*** Source information ***

//! Syntax highlighting of source code with `syntect`.
//!
//! Highlighted code is a tree of `span` elements with classes derived from
//! the syntect scopes, prefixed with `hl-` (e.g. `hl-keyword`), so the
//! colors come from a stylesheet and not from inline styles.

use crate::render::escape::escape_html;
use once_cell::sync::Lazy;
use syntect::html::{ClassStyle, ClassedHTMLGenerator};
use syntect::parsing::{SyntaxReference, SyntaxSet};
use syntect::util::LinesWithEndings;

static SYNTAX_SET: Lazy<SyntaxSet> = Lazy::new(SyntaxSet::load_defaults_newlines);

/// Prefix of the scope classes.
pub const CLASS_STYLE: ClassStyle = ClassStyle::SpacedPrefixed { prefix: "hl-" };

/// Highlight `code` written in `lang` as HTML.
///
/// `lang` may be a language name (`python`, `Rust`) or a file extension
/// (`py`, `rs`). Code in a language without a known grammar is only
/// escaped.
pub fn highlight_code(code: &str, lang: &str) -> String {
    let Some(syntax) = find_syntax(lang) else {
        return escape_html(code);
    };

    let mut generator =
        ClassedHTMLGenerator::new_with_class_style(syntax, &SYNTAX_SET, CLASS_STYLE);

    for line in LinesWithEndings::from(code) {
        if let Err(err) = generator.parse_html_for_line_which_includes_newline(line) {
            log::warn!("Failed to highlight {} code: {}", lang, err);
            return escape_html(code);
        }
    }

    generator.finalize()
}

fn find_syntax(lang: &str) -> Option<&'static SyntaxReference> {
    let lang = lang.trim();
    if lang.is_empty() {
        return None;
    }
    SYNTAX_SET
        .find_syntax_by_token(lang)
        .or_else(|| SYNTAX_SET.find_syntax_by_token(&lang.to_lowercase()))
}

***

Everything from the first line of the records above through the line containing "use crate::render::escape::escape_html;" should be restated word for word; leave out all other lines.

//! Syntax highlighting of source code with `syntect`.
//!
//! Highlighted code is a tree of `span` elements with classes derived from
//! the syntect scopes, prefixed with `hl-` (e.g. `hl-keyword`), so the
//! colors come from a stylesheet and not from inline styles.

use crate::render::escape::escape_html;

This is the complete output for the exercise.